This function returns the complete ABS Catalogue information as a python dictionary of pandas DataFrames, as well as the associated metadata in a separate DataFrame. The function automates the collection of zip and excel files from the ABS website. If necessary, these files are downloaded, and saved into a cache directory. The files are then parsed to extract time series data, and the associated metadata.

By default, the cache directory is ./.readabs_cache/. You can change the default directory name by setting the shell environment variable READABS_CACHE_DIR with the name of the preferred directory.

Parameters

cat : str The ABS Catalogue Number for the data to be downloaded and made available by this function. This argument must be specified in the function call.

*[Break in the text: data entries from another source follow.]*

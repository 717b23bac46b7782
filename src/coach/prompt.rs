use serde::{Deserialize, Serialize};
use std::fmt;

use crate::core::{EscalationLevel, EscalationResult, RecommendedAction, TradeEvaluationResult};
use crate::models::{RuleSet, Severity, Trade};

#[derive(Debug, Clone, Copy, PartialEq, Eq, Hash, Serialize, Deserialize)]
#[serde(rename_all = "SCREAMING_SNAKE_CASE")]
pub enum Verdict {
    Compliant,
    NonCompliant,
}

impl fmt::Display for Verdict {
    fn fmt(&self, f: &mut fmt::Formatter<'_>) -> fmt::Result {
        match self {
            Verdict::Compliant => write!(f, "COMPLIANT"),
            Verdict::NonCompliant => write!(f, "NON_COMPLIANT"),
        }
    }
}

#[derive(Debug, Clone, PartialEq, Eq, Serialize, Deserialize)]
#[serde(rename_all = "camelCase")]
pub struct RuleBreakdown {
    pub rule_id: String,
    pub severity: Severity,
    pub what_went_wrong: String,
    pub what_to_do_next_time: String,
}

/// Structured coaching output, the shape the text-generation collaborator
/// is asked to return.
#[derive(Debug, Clone, PartialEq, Eq, Serialize, Deserialize)]
#[serde(rename_all = "camelCase")]
pub struct CoachOutputFormat {
    pub verdict: Verdict,
    pub escalation_level: EscalationLevel,
    pub recommended_action: RecommendedAction,
    /// Short summary of what happened.
    pub headline: String,
    pub rule_breakdown: Vec<RuleBreakdown>,
    /// The single thing to do before the next trade.
    pub next_step: String,
    #[serde(default, skip_serializing_if = "Option::is_none")]
    pub hard_stop_message: Option<String>,
}

pub struct CoachPromptInput<'a> {
    pub trade: &'a Trade,
    pub rules: &'a RuleSet,
    pub evaluation: &'a TradeEvaluationResult,
    pub escalation: &'a EscalationResult,
    /// What the trader wrote after the trade.
    pub user_journal_note: &'a str,
}

fn join<T: fmt::Display>(items: &[T]) -> String {
    items
        .iter()
        .map(|i| i.to_string())
        .collect::<Vec<_>>()
        .join(",")
}

fn rules_summary(rules: &RuleSet) -> String {
    [
        format!("maxTradesPerDay={}", rules.max_trades_per_day),
        format!("maxLosingTradesPerDay={}", rules.max_losing_trades_per_day),
        format!("minPlannedRR={}", rules.min_planned_rr),
        format!("allowedSessions={}", join(&rules.allowed_sessions)),
        format!("cooldownMinutesAfterLoss={}", rules.cooldown_minutes_after_loss),
        format!("disallowedEmotions={}", join(&rules.disallowed_emotions)),
        format!("requiredConfluences={}", join(&rules.required_confluences)),
    ]
    .join(" | ")
}

fn violations_text(evaluation: &TradeEvaluationResult) -> String {
    if evaluation.violations.is_empty() {
        return "None.".to_string();
    }
    evaluation
        .violations
        .iter()
        .map(|v| format!("- [{}] ({}) {}: {}", v.rule_id, v.severity, v.rule_name, v.message))
        .collect::<Vec<_>>()
        .join("\n")
}

/// Renders the deterministic instruction document for the coach. The
/// evaluation and escalation are stated as authoritative so the generated
/// reply cannot contradict them.
pub fn build_coach_prompt(input: &CoachPromptInput<'_>) -> String {
    let CoachPromptInput {
        trade,
        rules,
        evaluation,
        escalation,
        user_journal_note,
    } = input;

    let highest = evaluation
        .highest_severity
        .map_or("None", |s| s.as_str());

    let prompt = format!(
        r#"
You are a strict trading accountability coach.
Your job: enforce the user's rules and protect them from overtrading and emotional decision-making.
You MUST NOT excuse rule-breaking. You MUST NOT contradict the evaluation data.
If escalation says STOP_TRADING, you must clearly tell them to stop and reflect.

Return output as VALID JSON that matches this schema exactly:
{{
  "verdict": "COMPLIANT" | "NON_COMPLIANT",
  "escalationLevel": "INFO" | "WARNING" | "CRITICAL",
  "recommendedAction": "CONTINUE" | "SLOW_DOWN" | "STOP_TRADING",
  "headline": string,
  "ruleBreakdown": [
    {{
      "ruleId": string,
      "severity": "LOW" | "MEDIUM" | "HIGH",
      "whatWentWrong": string,
      "whatToDoNextTime": string
    }}
  ],
  "nextStep": string,
  "hardStopMessage"?: string
}}

CONTEXT
- Instrument: {instrument}
- Direction: {direction}
- Contracts: {contracts}
- PlannedRR: {planned_rr}
- PnL: {pnl}
- Session: {session}
- Rules: {rules}

EVALUATION (authoritative truth)
- ComplianceScore: {score}
- HighestSeverity: {highest}
- Violations:
{violations}

ESCALATION (authoritative coaching stance)
- Level: {level}
- RecommendedAction: {action}
- CoachMessage: {coach_message}

USER JOURNAL NOTE (their own words)
"""
{note}
"""

INSTRUCTIONS
1) Determine verdict: COMPLIANT if 0 violations, else NON_COMPLIANT.
2) For each violation, add a ruleBreakdown entry (ruleId, severity).
3) Provide ONE nextStep the user should do before any next trade.
4) If escalation is WARNING or CRITICAL, include hardStopMessage.
5) Keep the tone strict, clear, and concise. No fluff.
"#,
        instrument = trade.instrument,
        direction = trade.direction,
        contracts = trade.contracts,
        planned_rr = trade.planned_rr,
        pnl = trade.pnl,
        session = trade.session,
        rules = rules_summary(rules),
        score = evaluation.compliance_score,
        highest = highest,
        violations = violations_text(evaluation),
        level = escalation.level,
        action = escalation.recommended_action,
        coach_message = escalation.message,
        note = user_journal_note,
    );

    prompt.trim().to_string()
}

#[cfg(test)]
mod tests {
    use super::*;
    use crate::core::escalate;
    use crate::models::Violation;
    use crate::test_helpers::{sample_rules, sample_trade};

    fn critical_evaluation() -> TradeEvaluationResult {
        TradeEvaluationResult {
            violations: vec![Violation::new(
                "F1_MAX_TRADES",
                "Max Trades Per Day",
                Severity::High,
                "Exceeded max trades.",
            )],
            rules_passed: 1,
            rules_failed: 1,
            compliance_score: 50,
            highest_severity: Some(Severity::High),
        }
    }

    fn critical_escalation() -> EscalationResult {
        EscalationResult {
            level: EscalationLevel::Critical,
            title: "Stop Trading Immediately".to_string(),
            message: "Stop trading and reflect.".to_string(),
            recommended_action: RecommendedAction::StopTrading,
        }
    }

    #[test]
    fn includes_evaluation_escalation_and_demands_json() {
        let trade = sample_trade();
        let rules = sample_rules();
        let evaluation = critical_evaluation();
        let escalation = critical_escalation();
        let prompt = build_coach_prompt(&CoachPromptInput {
            trade: &trade,
            rules: &rules,
            evaluation: &evaluation,
            escalation: &escalation,
            user_journal_note: "I felt like I had to win it back.",
        });

        assert!(prompt.contains("Return output as VALID JSON"));
        assert!(prompt.contains("EVALUATION (authoritative truth)"));
        assert!(prompt.contains("ESCALATION (authoritative coaching stance)"));
        assert!(prompt.contains("- RecommendedAction: STOP_TRADING"));
        assert!(prompt.contains("- Instrument: NQ"));
        assert!(prompt.contains("- [F1_MAX_TRADES] (HIGH) Max Trades Per Day: Exceeded max trades."));
        assert!(prompt.contains("I felt like I had to win it back."));
        assert!(prompt.starts_with("You are a strict trading accountability coach."));
        assert!(prompt.ends_with("No fluff."));
    }

    #[test]
    fn numbers_and_lists_render_compactly() {
        let trade = sample_trade();
        let rules = sample_rules();
        let evaluation = critical_evaluation();
        let escalation = critical_escalation();
        let prompt = build_coach_prompt(&CoachPromptInput {
            trade: &trade,
            rules: &rules,
            evaluation: &evaluation,
            escalation: &escalation,
            user_journal_note: "",
        });

        assert!(prompt.contains("- PlannedRR: 1.5"));
        assert!(prompt.contains("- PnL: -200"));
        assert!(prompt.contains(
            "- Rules: maxTradesPerDay=1 | maxLosingTradesPerDay=1 | minPlannedRR=2 | \
             allowedSessions=NY | cooldownMinutesAfterLoss=10 | \
             disallowedEmotions=Frustrated | requiredConfluences=HTF Bias"
        ));
    }

    #[test]
    fn clean_evaluation_lists_no_violations() {
        let mut trade = sample_trade();
        trade.planned_rr = 3.0;
        let rules = sample_rules();
        let evaluation = TradeEvaluationResult {
            violations: vec![],
            rules_passed: 7,
            rules_failed: 0,
            compliance_score: 100,
            highest_severity: None,
        };
        let escalation = escalate(&evaluation, 0);
        let prompt = build_coach_prompt(&CoachPromptInput {
            trade: &trade,
            rules: &rules,
            evaluation: &evaluation,
            escalation: &escalation,
            user_journal_note: "Textbook.",
        });

        assert!(prompt.contains("- HighestSeverity: None\n- Violations:\nNone."));
        assert!(prompt.contains("- RecommendedAction: CONTINUE"));
    }

    #[test]
    fn output_format_omits_absent_hard_stop() {
        let out = CoachOutputFormat {
            verdict: Verdict::Compliant,
            escalation_level: EscalationLevel::Info,
            recommended_action: RecommendedAction::Continue,
            headline: "Rules were followed.".to_string(),
            rule_breakdown: vec![],
            next_step: "Continue.".to_string(),
            hard_stop_message: None,
        };
        let json = serde_json::to_value(&out).unwrap();
        assert_eq!(json["verdict"], "COMPLIANT");
        assert_eq!(json["escalationLevel"], "INFO");
        assert!(json.get("hardStopMessage").is_none());

        let back: CoachOutputFormat = serde_json::from_value(json).unwrap();
        assert_eq!(back, out);
    }
}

keep_non_ts : bool = False A flag for whether to keep the non-time-series tables that might form part of an ABS catalogue item. Normally, the non-time-series information is ignored, and not made available to the user.

**kwargs : Any The following parameters may be passed as optional keyword arguments.

history : str = "" Orovide a month-year string to extract historical ABS data. For example, you can set history="dec-2023" to the get the ABS data for a catalogue identifier that was originally published in respect of Q4 of 2023. Note: not all ABS data sources are structured so that this technique works in every case; but most are.

verbose : bool = False Setting this to true may help diagnose why something might be going wrong with the data retrieval process.

ignore_errors : bool = False Normally, this function will cease downloading when an error in encountered. However, sometimes the ABS website has malformed links, and changing this setting is necessitated. (Note: if you drop a message to the ABS, they will usually fix broken links with a business day).

get_zip : bool = True Download the excel files in .zip files.

get_excel_if_no_zip : bool = True Only try to download .xlsx files if there are no zip files available to be downloaded. Only downloading individual excel files when there are no zip files to download can speed up the download process.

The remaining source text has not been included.